Published by the Students of Johns Hopkins since 1896
December 23, 2024

Study highlights the prevalence of Lyme disease

By SARAH SUKARDI | February 19, 2015

You are enjoying your vacation on the East Coast in the thick of the heady, swollen heat of summer. You spend your days roaming swamps, swimming in lakes and sunbathing by the water. One particularly hot day you notice a rash on your leg — it looks a little like a target, or a bulls-eye, but you don’t think much of it. After all, bugs are a consequence of East-Coast weather, and you look forward to when the rash subsides. After a few days, it does.

A few months later, however, you begin to feel tired. You think that you have the flu, but it’s lasting longer than usual. Soon your joints begin to swell and your limbs hurt. You go to the doctor, and he diagnoses you with Lyme disease. He begins administering a treatment regimen of doxycycline to cure you of Lyme disease.

Most people’s struggles with Lyme disease end here since Lyme disease has historically been considered an “easier” disease to treat. But researchers Emily Adrion, John Aucott, Klaus Lemke and Jonathan Weiner from the Johns Hopkins Bloomberg School of Public Health have made startling discoveries about the disease post-treatment. These findings suggest that Lyme disease may not be as easy to cure as doctors and researchers believe.

The study, entitled “Health Care Costs, Utilization and Patterns of Care following Lyme Disease” and published in the journal PLOS One, examined claims of both Lyme disease and post-treatment Lyme disease symptoms, or PTLDS, and their impact on the American health care system. What it found was that about 10-20 percent of patients treated for Lyme disease exhibited PTLDS for weeks, months and even years after being supposedly cured.

The researchers came to this conclusion by studying the medical claims of 47 million people from the age of zero to 64 between 2006 and 2010. All-in-all, over 57,000 cases of patients with Lyme disease were studied and compared to over 260,000 cases of patients who did not show any evidence of exposure to Lyme disease. What the researchers found was that Lyme disease was associated with $2,968 higher total health costs per person, along with a 4.77 times greater chance of having a PTLDS-related diagnosis. This discovery was well above the expected average cost of Lyme disease treatment, and it indicated that the disease is more serious and difficult to treat.

The Hopkins researchers concluded that the total medical cost of Lyme disease in America per year ranged between $713 million and $1.3 billion. But though their research showed evidence of the existence of a post-treatment disease, the authors did not place PTLDS as the primary focus of their paper.

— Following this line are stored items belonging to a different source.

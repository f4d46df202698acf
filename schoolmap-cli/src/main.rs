use anyhow::Result;
use clap::{Parser, Subcommand};
use std::path::PathBuf;

mod commands;

use commands::rank::OutputFormat;

/// School proximity CLI tool
#[derive(Parser)]
#[command(name = "schoolmap")]
#[command(author, version, about, long_about = None)]
struct Cli {
    #[command(subcommand)]
    command: Commands,
}

#[derive(Subcommand)]
enum Commands {
    /// Great-circle distance between two coordinates
    Distance {
        /// Latitude of the first point in decimal degrees
        #[arg(long, allow_negative_numbers = true)]
        from_lat: f64,

        /// Longitude of the first point in decimal degrees
        #[arg(long, allow_negative_numbers = true)]
        from_lon: f64,

        /// Latitude of the second point in decimal degrees
        #[arg(long, allow_negative_numbers = true)]
        to_lat: f64,

        /// Longitude of the second point in decimal degrees
        #[arg(long, allow_negative_numbers = true)]
        to_lon: f64,

        /// Output result as JSON
        #[arg(short, long)]
        json: bool,
    },

    /// Rank schools from a CSV file by distance from a coordinate
    Rank {
        /// Input CSV with columns name,address,latitude,longitude (id optional)
        #[arg(env = "SCHOOLMAP_CSV")]
        input: PathBuf,

        /// Query latitude in decimal degrees
        #[arg(long, allow_negative_numbers = true)]
        lat: f64,

        /// Query longitude in decimal degrees
        #[arg(long, allow_negative_numbers = true)]
        lon: f64,

        /// Only print the nearest N schools
        #[arg(short = 'n', long)]
        limit: Option<usize>,

        /// Output format
        #[arg(short, long, value_enum, default_value_t = OutputFormat::Table)]
        format: OutputFormat,
    },
}

fn main() -> Result<()> {
    let cli = Cli::parse();

    match cli.command {
        Commands::Distance {
            from_lat,
            from_lon,
            to_lat,
            to_lon,
            json,
        } => commands::distance::run(from_lat, from_lon, to_lat, to_lon, json),
        Commands::Rank {
            input,
            lat,
            lon,
            limit,
            format,
        } => commands::rank::run(input, lat, lon, limit, format),
    }
}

They urged the public not to focus on whether PTLDS existed, but to take steps to increase the effectiveness and compassion of the care of patients with Lyme disease. Even without an understanding of the exact mechanism of PTLDS, both patients and the health care system would benefit from a heightened awareness of the symptoms of Lyme disease and a concerned, skilled doctor who prescribed treatments and improved outcomes more quickly and effectively.